Whenever any vacancy shall have occurred in the Board of Directors by reason of death, resignation, an increase in the number of directors or otherwise, the vacancy shall be filled by the affirmative vote of a majority of the remaining directors, though less than a quorum of the Board, or by the shareholders (except as otherwise provided by law or the Articles of Incorporation), and the person so chosen shall hold office until the next annual election and until his/her successor is duly elected and has qualified or until his/her death, resignation or removal.

At a meeting of shareholders, any director or the entire Board of Directors may be removed, solely with cause and provided the notice of the meeting states that one of the purposes of the meeting is the removal of the director or directors. A director may be removed only if the number of votes cast to remove him/her constitutes at least a majority of the votes of all of the outstanding shares of capital stock then entitled to vote generally in the election of directors, voting together as a single class. “Cause” shall mean the failure of a director to substantially perform such director’s duties to the Corporation (other than any such failure resulting from incapacity due to physical or mental illness) or the willful engaging by a director in gross misconduct injurious to the Corporation.

Section 2. Meetings, Notice.

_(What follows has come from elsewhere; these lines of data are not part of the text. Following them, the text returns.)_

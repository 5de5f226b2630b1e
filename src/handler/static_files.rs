//! Static file serving module
//!
//! Maps request paths onto the served root, then answers with the file, a
//! directory index, a generated listing, or an error page.

use crate::handler::listing;
use crate::handler::router::RequestContext;
use crate::http::{self, encoding, mime, RangeParseResult};
use crate::logger;
use chrono::{DateTime, Utc};
use http_body_util::Full;
use hyper::body::Bytes;
use hyper::{Response, StatusCode};
use std::fs::Metadata;
use std::path::{Path, PathBuf};
use std::time::SystemTime;
use tokio::fs;

/// A request path translated onto the filesystem
#[derive(Debug, Clone, PartialEq, Eq)]
pub struct ResolvedPath {
    pub fs_path: PathBuf,
    /// The request path ended with `/`
    pub trailing_slash: bool,
}

/// Translate a raw request path into a filesystem path under `root`
///
/// The path is percent-decoded and normalized; `.`/`..` and empty segments
/// can never climb above `root`.
pub fn translate_path(root: &Path, request_path: &str) -> ResolvedPath {
    // Query and fragment never name files
    let path = request_path
        .split(['?', '#'])
        .next()
        .unwrap_or_default();
    let decoded = encoding::percent_decode(path);
    let trailing_slash = decoded.trim_end().ends_with('/');

    let mut segments: Vec<&str> = Vec::new();
    for segment in decoded.split('/') {
        match segment {
            "" | "." => {}
            ".." => {
                segments.pop();
            }
            // `\` is a separator only on Windows; elsewhere it is part of a name
            s if cfg!(windows) && s.contains('\\') => {}
            s => segments.push(s),
        }
    }

    let mut fs_path = root.to_path_buf();
    fs_path.extend(segments);

    ResolvedPath {
        fs_path,
        trailing_slash,
    }
}

/// Serve whatever `ctx.path` resolves to under `root`
pub async fn serve_path(
    ctx: &RequestContext<'_>,
    root: &Path,
    index_files: &[String],
) -> Response<Full<Bytes>> {
    let resolved = translate_path(root, ctx.path);

    let Ok(metadata) = fs::metadata(&resolved.fs_path).await else {
        return not_found(ctx, "File not found");
    };

    if metadata.is_dir() {
        if !resolved.trailing_slash {
            return http::build_redirect_response(&directory_location(ctx));
        }
        if let Some((index, index_meta)) = find_index_file(&resolved.fs_path, index_files).await {
            return serve_file(ctx, &index, &index_meta).await;
        }
        return serve_listing(ctx, &resolved.fs_path).await;
    }

    if resolved.trailing_slash {
        return not_found(ctx, "File not found");
    }

    serve_file(ctx, &resolved.fs_path, &metadata).await
}

/// Serve a single file, honoring a `Range` header
///
/// `metadata` is the stat already taken for `path`. HEAD requests and
/// unsatisfiable ranges are answered from it without reading the file.
pub async fn serve_file(
    ctx: &RequestContext<'_>,
    path: &Path,
    metadata: &Metadata,
) -> Response<Full<Bytes>> {
    let content_type = mime::guess_content_type(path);
    let last_modified = metadata.modified().ok().map(http_date);
    let size = metadata.len();

    let range = http::parse_range_header(ctx.range_header, size);
    if range == RangeParseResult::NotSatisfiable {
        return http::build_416_response(size);
    }

    if ctx.is_head {
        // Open failures are still reported as 404, as for GET
        if let Err(e) = fs::File::open(path).await {
            logger::log_debug(&format!("Failed to open '{}': {e}", path.display()));
            return not_found(ctx, "File not found");
        }
        return match range {
            RangeParseResult::Valid(range) => http::build_partial_response(
                Bytes::new(),
                content_type,
                last_modified.as_deref(),
                range,
                size,
                true,
            ),
            _ => http::build_file_response(
                Bytes::new(),
                size,
                content_type,
                last_modified.as_deref(),
                true,
            ),
        };
    }

    let data = match fs::read(path).await {
        Ok(d) => Bytes::from(d),
        Err(e) => {
            logger::log_debug(&format!("Failed to read '{}': {e}", path.display()));
            return not_found(ctx, "File not found");
        }
    };

    // The file may have changed since the stat; ranges follow what was read
    let total_size = u64::try_from(data.len()).unwrap_or(u64::MAX);
    match http::parse_range_header(ctx.range_header, total_size) {
        RangeParseResult::Valid(range) => {
            let start = usize::try_from(range.start).unwrap_or(usize::MAX);
            let end = usize::try_from(range.end).unwrap_or(usize::MAX);
            let body = data.slice(start..=end);
            http::build_partial_response(
                body,
                content_type,
                last_modified.as_deref(),
                range,
                total_size,
                false,
            )
        }
        RangeParseResult::NotSatisfiable => http::build_416_response(total_size),
        RangeParseResult::None => http::build_file_response(
            data,
            total_size,
            content_type,
            last_modified.as_deref(),
            false,
        ),
    }
}

async fn serve_listing(ctx: &RequestContext<'_>, dir: &Path) -> Response<Full<Bytes>> {
    let display_path = encoding::percent_decode(ctx.path);
    match listing::render_listing(dir, &display_path).await {
        Ok(html) => http::build_listing_response(html, ctx.is_head),
        Err(e) => {
            logger::log_warning(&format!("Cannot list '{}': {e}", dir.display()));
            not_found(ctx, "No permission to list directory")
        }
    }
}

/// First configured index file that exists as a regular file
async fn find_index_file(dir: &Path, index_files: &[String]) -> Option<(PathBuf, Metadata)> {
    for name in index_files {
        let candidate = dir.join(name);
        if let Ok(meta) = fs::metadata(&candidate).await {
            if meta.is_file() {
                return Some((candidate, meta));
            }
        }
    }
    None
}

/// Same URL with `/` appended to the path, query preserved
fn directory_location(ctx: &RequestContext<'_>) -> String {
    match ctx.query {
        Some(q) => format!("{}/?{q}", ctx.path),
        None => format!("{}/", ctx.path),
    }
}

fn not_found(ctx: &RequestContext<'_>, message: &str) -> Response<Full<Bytes>> {
    http::build_error_response(StatusCode::NOT_FOUND, Some(message), ctx.is_head)
}

/// RFC 7231 IMF-fixdate, e.g. `Sun, 06 Nov 1994 08:49:37 GMT`
pub fn http_date(time: SystemTime) -> String {
    DateTime::<Utc>::from(time)
        .format("%a, %d %b %Y %H:%M:%S GMT")
        .to_string()
}

#[cfg(test)]
mod tests {
    use super::*;
    use hyper::body::Body;
    use std::time::Duration;

    fn ctx<'a>(path: &'a str, range: Option<&'a str>) -> RequestContext<'a> {
        RequestContext {
            path,
            query: None,
            is_head: false,
            range_header: range,
        }
    }

    fn index_files() -> Vec<String> {
        vec!["index.html".to_string(), "index.htm".to_string()]
    }

    fn header<'a>(resp: &'a Response<Full<Bytes>>, name: &str) -> Option<&'a str> {
        resp.headers().get(name).and_then(|v| v.to_str().ok())
    }

    #[test]
    fn test_translate_simple() {
        let root = Path::new("/srv");
        let r = translate_path(root, "/roms/pong.ch8");
        assert_eq!(r.fs_path, PathBuf::from("/srv/roms/pong.ch8"));
        assert!(!r.trailing_slash);
    }

    #[test]
    fn test_translate_traversal_is_clamped() {
        let root = Path::new("/srv");
        assert_eq!(
            translate_path(root, "/../../etc/passwd").fs_path,
            PathBuf::from("/srv/etc/passwd")
        );
        assert_eq!(
            translate_path(root, "/a/%2e%2e/%2E%2E/b").fs_path,
            PathBuf::from("/srv/b")
        );
    }

    #[test]
    fn test_translate_decodes_and_keeps_trailing_slash() {
        let root = Path::new("/srv");
        let r = translate_path(root, "/my%20dir/?x=1");
        assert_eq!(r.fs_path, PathBuf::from("/srv/my dir"));
        assert!(r.trailing_slash);

        let r = translate_path(root, "/");
        assert_eq!(r.fs_path, PathBuf::from("/srv"));
        assert!(r.trailing_slash);
    }

    #[cfg(not(windows))]
    #[test]
    fn test_translate_keeps_backslash_in_names() {
        let root = Path::new("/srv");
        assert_eq!(
            translate_path(root, "/a%5Cb.txt").fs_path,
            PathBuf::from("/srv/a\\b.txt")
        );
    }

    #[test]
    fn test_http_date() {
        let t = SystemTime::UNIX_EPOCH + Duration::from_secs(784_111_777);
        assert_eq!(http_date(t), "Sun, 06 Nov 1994 08:49:37 GMT");
    }

    #[tokio::test]
    async fn test_serve_existing_file() {
        let dir = tempfile::tempdir().unwrap();
        std::fs::write(dir.path().join("hello.txt"), "hello world").unwrap();

        let resp = serve_path(&ctx("/hello.txt", None), dir.path(), &index_files()).await;
        assert_eq!(resp.status(), StatusCode::OK);
        assert_eq!(header(&resp, "content-length"), Some("11"));
        assert!(header(&resp, "last-modified").is_some());
        assert!(header(&resp, "etag").is_none());
    }

    #[tokio::test]
    async fn test_range_request() {
        let dir = tempfile::tempdir().unwrap();
        std::fs::write(dir.path().join("data.bin"), b"0123456789").unwrap();

        let resp = serve_path(&ctx("/data.bin", Some("bytes=2-5")), dir.path(), &index_files()).await;
        assert_eq!(resp.status(), StatusCode::PARTIAL_CONTENT);
        assert_eq!(header(&resp, "content-range"), Some("bytes 2-5/10"));
        assert_eq!(resp.body().size_hint().exact(), Some(4));

        let resp = serve_path(&ctx("/data.bin", Some("bytes=50-")), dir.path(), &index_files()).await;
        assert_eq!(resp.status(), StatusCode::RANGE_NOT_SATISFIABLE);
    }

    #[tokio::test]
    async fn test_head_answers_from_metadata() {
        let dir = tempfile::tempdir().unwrap();
        std::fs::write(dir.path().join("data.bin"), b"0123456789").unwrap();

        let mut c = ctx("/data.bin", None);
        c.is_head = true;
        let resp = serve_path(&c, dir.path(), &index_files()).await;
        assert_eq!(resp.status(), StatusCode::OK);
        assert_eq!(header(&resp, "content-length"), Some("10"));
        assert!(header(&resp, "last-modified").is_some());
        assert_eq!(resp.body().size_hint().exact(), Some(0));

        c.range_header = Some("bytes=-3");
        let resp = serve_path(&c, dir.path(), &index_files()).await;
        assert_eq!(resp.status(), StatusCode::PARTIAL_CONTENT);
        assert_eq!(header(&resp, "content-range"), Some("bytes 7-9/10"));
        assert_eq!(header(&resp, "content-length"), Some("3"));
        assert_eq!(resp.body().size_hint().exact(), Some(0));

        c.range_header = Some("bytes=10-");
        let resp = serve_path(&c, dir.path(), &index_files()).await;
        assert_eq!(resp.status(), StatusCode::RANGE_NOT_SATISFIABLE);
    }

    #[cfg(unix)]
    #[tokio::test]
    async fn test_unsatisfiable_range_skips_read() {
        use std::os::unix::fs::PermissionsExt;

        let dir = tempfile::tempdir().unwrap();
        let file = dir.path().join("locked.bin");
        std::fs::write(&file, b"0123456789").unwrap();
        std::fs::set_permissions(&file, std::fs::Permissions::from_mode(0o000)).unwrap();

        // Answered from the stat alone, even though the file cannot be read
        let resp = serve_path(&ctx("/locked.bin", Some("bytes=50-")), dir.path(), &index_files()).await;
        assert_eq!(resp.status(), StatusCode::RANGE_NOT_SATISFIABLE);
        assert_eq!(header(&resp, "content-range"), Some("bytes */10"));

        std::fs::set_permissions(&file, std::fs::Permissions::from_mode(0o644)).unwrap();
    }

    #[tokio::test]
    async fn test_directory_redirect() {
        let dir = tempfile::tempdir().unwrap();
        std::fs::create_dir(dir.path().join("docs")).unwrap();

        let mut c = ctx("/docs", None);
        c.query = Some("a=1");
        let resp = serve_path(&c, dir.path(), &index_files()).await;
        assert_eq!(resp.status(), StatusCode::MOVED_PERMANENTLY);
        assert_eq!(header(&resp, "location"), Some("/docs/?a=1"));
    }

    #[tokio::test]
    async fn test_directory_index_file() {
        let dir = tempfile::tempdir().unwrap();
        std::fs::write(dir.path().join("index.htm"), "<p>home</p>").unwrap();

        let resp = serve_path(&ctx("/", None), dir.path(), &index_files()).await;
        assert_eq!(resp.status(), StatusCode::OK);
        assert_eq!(header(&resp, "content-type"), Some("text/html; charset=utf-8"));
        assert_eq!(header(&resp, "content-length"), Some("11"));
    }

    #[tokio::test]
    async fn test_directory_listing_without_index() {
        let dir = tempfile::tempdir().unwrap();
        std::fs::write(dir.path().join("a.txt"), "a").unwrap();

        let resp = serve_path(&ctx("/", None), dir.path(), &index_files()).await;
        assert_eq!(resp.status(), StatusCode::OK);
        assert!(header(&resp, "accept-ranges").is_none());
    }

    #[tokio::test]
    async fn test_file_with_trailing_slash_is_404() {
        let dir = tempfile::tempdir().unwrap();
        std::fs::write(dir.path().join("a.txt"), "a").unwrap();

        let resp = serve_path(&ctx("/a.txt/", None), dir.path(), &index_files()).await;
        assert_eq!(resp.status(), StatusCode::NOT_FOUND);
    }

    #[tokio::test]
    async fn test_missing_file_is_404() {
        let dir = tempfile::tempdir().unwrap();
        let resp = serve_path(&ctx("/missing.png", None), dir.path(), &index_files()).await;
        assert_eq!(resp.status(), StatusCode::NOT_FOUND);
    }
}
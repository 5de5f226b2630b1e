// Connection handling module
// Serves a single accepted TCP connection with hyper

use hyper::server::conn::http1;
use hyper::service::service_fn;
use hyper_util::rt::TokioIo;
use std::net::SocketAddr;
use std::sync::Arc;
use std::time::Duration;

use crate::config::AppState;
use crate::handler;
use crate::logger;

/// Serve one connection in a spawned task.
///
/// The connection speaks HTTP/1.1 (keep-alive per configuration) and is cut
/// off after `performance.connection_timeout` seconds when that is non-zero.
pub fn handle_connection(stream: tokio::net::TcpStream, peer_addr: SocketAddr, state: Arc<AppState>) {
    tokio::spawn(async move {
        let io = TokioIo::new(stream);
        let keep_alive = state.config.performance.keep_alive;
        let timeout_secs = state.config.performance.connection_timeout;

        let mut builder = http1::Builder::new();
        builder.keep_alive(keep_alive);

        let conn = builder.serve_connection(
            io,
            service_fn(move |req| handler::handle_request(req, Arc::clone(&state), peer_addr)),
        );

        if timeout_secs == 0 {
            if let Err(err) = conn.await {
                logger::log_connection_error(&err);
            }
            return;
        }

        match tokio::time::timeout(Duration::from_secs(timeout_secs), conn).await {
            Ok(Ok(())) => {}
            Ok(Err(err)) => logger::log_connection_error(&err),
            Err(_) => {
                logger::log_warning(&format!(
                    "Connection from {peer_addr} timed out after {timeout_secs} seconds"
                ));
            }
        }
    });
}
// Application state module
// Immutable per-process state shared by every connection

use std::path::PathBuf;

use super::types::Config;
use crate::http::CorsHeaders;

/// Application state
pub struct AppState {
    pub config: Config,
    /// Directory served as the URL root
    pub root: PathBuf,
    /// Header decorator applied to every response
    pub headers: CorsHeaders,
}

impl AppState {
    pub fn new(config: &Config) -> Self {
        Self {
            root: config.root_dir(),
            headers: CorsHeaders::new(&config.http.server_name),
            config: config.clone(),
        }
    }
}
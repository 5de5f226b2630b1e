//! Request handler module
//!
//! Method validation, static file serving and directory listings. Every
//! response is decorated with the CORS and no-cache headers on its way out.

pub mod listing;
pub mod router;
pub mod static_files;

// Re-export main entry point
pub use router::handle_request;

Regular or special meetings of the Board of Directors shall be held at such place either within or without the State of Florida, as may from time to time be fixed by resolution of the Board, or as may be specified in the notice of meeting. Regular meetings of the Board of Directors shall be held at such times as may from time to time be fixed by resolution of the Board and, unless the Articles of Incorporation provide otherwise, regular meetings of the Board may be held without notice of the date, time, place or purpose of the meeting. Special meetings may be held at any time upon the call of two directors, the Chairman of the Board, if one be elected, or the Chief Executive Officer, by oral, telegraphic or other forms of written or electronic notice, duly served on or sent or mailed to each director (including via electronic means) not less than twenty-four hours before such meeting. The notice need not specify the business to be transacted or the purpose of the special meetings. Unless otherwise restricted by the Articles of Incorporation, members of the Board of Directors, or any committee designated by the Board, may participate in a meeting of the Board or committee by means of conference telephone or similar communications equipment by means of which all persons participating in the meeting can hear each other, and participation in a meeting pursuant to this Section shall constitute presence in person at such meeting. Notice of a meeting of the Board of Directors need not be given to any director who signs a waiver of notice either before or after the meeting. Attendance of a director at a meeting constitutes a waiver of notice of the meeting except where a director states, at the beginning of the meeting or promptly upon arrival at the meeting, any objection to the transaction of business because the meeting is not lawfully called or convened.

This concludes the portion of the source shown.